Jack is sitting at the table working on a puzzle. It is quite a hard puzzle and he’s been working on it for quite a while. This particular puzzle has far more pieces in it than any he has finished before. Finally he is down to just three pieces left to fit in the puzzle, when along comes Sally saying “I want to help.” Sally picks up a puzzle piece and is about to insert it when Jack yells ‘No!” and grabs it back.
A parent or teacher seeing this might well say, “Jack, you have to share.” But this is not an appropriate sharing opportunity. Jack is on the brink of a major achievement and wants the completion of the puzzle to be his own work.
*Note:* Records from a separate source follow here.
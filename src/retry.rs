//! Rate-limit aware retry policy.
//!
//! [`call_with_retry`] wraps a single transport call with exponential
//! backoff, jitter, an attempt ceiling and an optional hard timeout. The
//! decision for each failure is made by [`RetryPolicy::decide`]:
//!
//! | Outcome | Action |
//! |---|---|
//! | `RateLimited` | wait `retry_after` if given, else backoff; retry |
//! | `Server` / `Network` | backoff; retry up to `max_attempts` |
//! | `Client` | stop |
//! | `Unauthorized` | re-issue the token once and retry once |

use std::future::Future;
use std::time::Duration;

use rand::Rng;
use tokio::time::Instant;

use crate::auth::{AuthProvider, SessionToken};
use crate::error::{FiniteStateError, Result};
use crate::transport::TransportError;

/// Backoff parameters threaded through every request.
#[derive(Debug, Clone, PartialEq)]
pub struct RetryPolicy {
    /// Total attempts including the first. Must be at least 1.
    pub max_attempts: u32,
    /// Delay before the first retry.
    pub base_delay: Duration,
    /// Growth factor applied per retry.
    pub multiplier: f64,
    /// Upper bound for a single computed delay.
    pub max_delay: Duration,
    /// Fraction of the delay randomly added or removed (0.0 - 1.0).
    pub jitter: f64,
    /// Hard limit for the whole logical operation, sleeps included.
    pub timeout: Option<Duration>,
}

impl Default for RetryPolicy {
    fn default() -> Self {
        Self {
            max_attempts: 5,
            base_delay: Duration::from_millis(500),
            multiplier: 2.0,
            max_delay: Duration::from_secs(30),
            jitter: 0.2,
            timeout: None,
        }
    }
}

/// What to do after a failed attempt.
#[derive(Debug, Clone, PartialEq)]
pub enum RetryDecision {
    /// Sleep this long, then try again.
    RetryAfter(Duration),
    /// Get a fresh token, then try again.
    Reauthenticate,
    /// Give up.
    Stop,
}

impl RetryPolicy {
    /// A policy with the given ceiling and no waiting. Handy in tests.
    pub fn immediate(max_attempts: u32) -> Self {
        Self {
            max_attempts,
            base_delay: Duration::ZERO,
            jitter: 0.0,
            ..Self::default()
        }
    }

    /// Set the attempt ceiling.
    #[must_use]
    pub fn with_max_attempts(mut self, max_attempts: u32) -> Self {
        self.max_attempts = max_attempts;
        self
    }

    /// Set the base delay and multiplier.
    #[must_use]
    pub fn with_backoff(mut self, base_delay: Duration, multiplier: f64) -> Self {
        self.base_delay = base_delay;
        self.multiplier = multiplier;
        self
    }

    /// Set the jitter fraction.
    #[must_use]
    pub fn with_jitter(mut self, jitter: f64) -> Self {
        self.jitter = jitter.clamp(0.0, 1.0);
        self
    }

    /// Set the hard timeout.
    #[must_use]
    pub fn with_timeout(mut self, timeout: Duration) -> Self {
        self.timeout = Some(timeout);
        self
    }

    /// Exponential delay before retry number `retry` (1-based), without jitter.
    pub fn backoff_delay(&self, retry: u32) -> Duration {
        let exponent = retry.saturating_sub(1).min(32) as i32;
        let millis = self.base_delay.as_millis() as f64 * self.multiplier.powi(exponent);
        let capped = millis.min(self.max_delay.as_millis() as f64);
        Duration::from_millis(capped.max(0.0) as u64)
    }

    /// Backoff delay with jitter applied.
    pub fn delay_for(&self, retry: u32) -> Duration {
        let delay = self.backoff_delay(retry);
        if self.jitter <= 0.0 || delay.is_zero() {
            return delay;
        }
        let factor = rand::thread_rng().gen_range(-self.jitter..=self.jitter);
        delay.mul_f64((1.0 + factor).max(0.0))
    }

    /// Classify a failure seen on attempt number `attempt` (1-based).
    pub fn decide(&self, error: &TransportError, attempt: u32) -> RetryDecision {
        match error {
            TransportError::Unauthorized(_) => RetryDecision::Reauthenticate,
            TransportError::Client { .. } => RetryDecision::Stop,
            _ if attempt >= self.max_attempts => RetryDecision::Stop,
            TransportError::RateLimited {
                retry_after: Some(hint),
            } => RetryDecision::RetryAfter(*hint),
            _ => RetryDecision::RetryAfter(self.delay_for(attempt)),
        }
    }
}

/// Run `thunk` under `policy`, fetching tokens from `auth`.
///
/// The thunk receives the token to send and performs exactly one transport
/// call. A token re-issue after `Unauthorized` grants one extra attempt that
/// does not count against `max_attempts`.
///
/// # Errors
///
/// - [`FiniteStateError::Client`] for non-retryable rejections
/// - [`FiniteStateError::Auth`] if the token cannot be obtained or is still
///   rejected after one re-issue
/// - [`FiniteStateError::RetriesExhausted`] with the attempt count and last
///   outcome once the ceiling is hit
/// - [`FiniteStateError::Timeout`] when the hard timeout elapses
pub async fn call_with_retry<T, F, Fut>(
    policy: &RetryPolicy,
    auth: &AuthProvider,
    mut thunk: F,
) -> Result<T>
where
    F: FnMut(SessionToken) -> Fut,
    Fut: Future<Output = core::result::Result<T, TransportError>>,
{
    let started = Instant::now();
    let deadline = policy.timeout.map(|t| started + t);
    let mut token = auth.get_token().await?;
    let mut attempts: u32 = 0;
    let mut reissued = false;

    loop {
        attempts += 1;

        let outcome = match deadline {
            Some(deadline) => match tokio::time::timeout_at(deadline, thunk(token.clone())).await {
                Ok(outcome) => outcome,
                Err(_) => {
                    return Err(FiniteStateError::Timeout {
                        attempts,
                        elapsed: started.elapsed(),
                    })
                }
            },
            None => thunk(token.clone()).await,
        };

        let error = match outcome {
            Ok(value) => {
                if attempts > 1 {
                    tracing::debug!(attempts, "request succeeded after retry");
                }
                return Ok(value);
            }
            Err(error) => error,
        };

        match policy.decide(&error, attempts) {
            RetryDecision::Stop => {
                return Err(match error {
                    TransportError::Client { status, message } => {
                        FiniteStateError::client(Some(status), message)
                    }
                    last => {
                        tracing::error!(attempts, error = %last, "retry budget exhausted");
                        FiniteStateError::RetriesExhausted { attempts, last }
                    }
                });
            }
            RetryDecision::Reauthenticate => {
                if reissued {
                    return Err(FiniteStateError::Auth(format!(
                        "request rejected after token re-issue: {error}"
                    )));
                }
                reissued = true;
                attempts -= 1;
                tracing::info!("request unauthorized, re-issuing session token");
                token = auth.reissue(&token).await?;
            }
            RetryDecision::RetryAfter(delay) => {
                if let Some(deadline) = deadline {
                    if Instant::now() + delay > deadline {
                        return Err(FiniteStateError::Timeout {
                            attempts,
                            elapsed: started.elapsed(),
                        });
                    }
                }
                tracing::warn!(
                    attempt = attempts,
                    max_attempts = policy.max_attempts,
                    delay_ms = delay.as_millis() as u64,
                    error = %error,
                    "transient failure, retrying"
                );
                tokio::time::sleep(delay).await;
            }
        }
    }
}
So what is the right adult reaction? Gather facts. Let Jack explain. That’s all it takes for an adult to realize this is important to Jack. Explain the situation to Sally. Once the puzzle is done, Jack may well be ready to do it again with Sally’s help, or turn the puzzle over to Sally entirely.
In my preschool, rather than telling children they have to share, we would encourage Sally to ask if she can help, and respect Jack’s answer if he says no. If Sally really wants to work on the puzzle, then her next question should be, “can I do it when you’re finished?” And the problem is usually solved.
So often adults are ready to jump and fix things without giving young children an opportunity to work things out. But children need the tools first. They need to know it’s OK to say no. They need to practice using the right vocabulary to resolve the problem. Our job as parents and teachers is to help and guide children to become problem-solvers, and resist the temptation to do everything for them.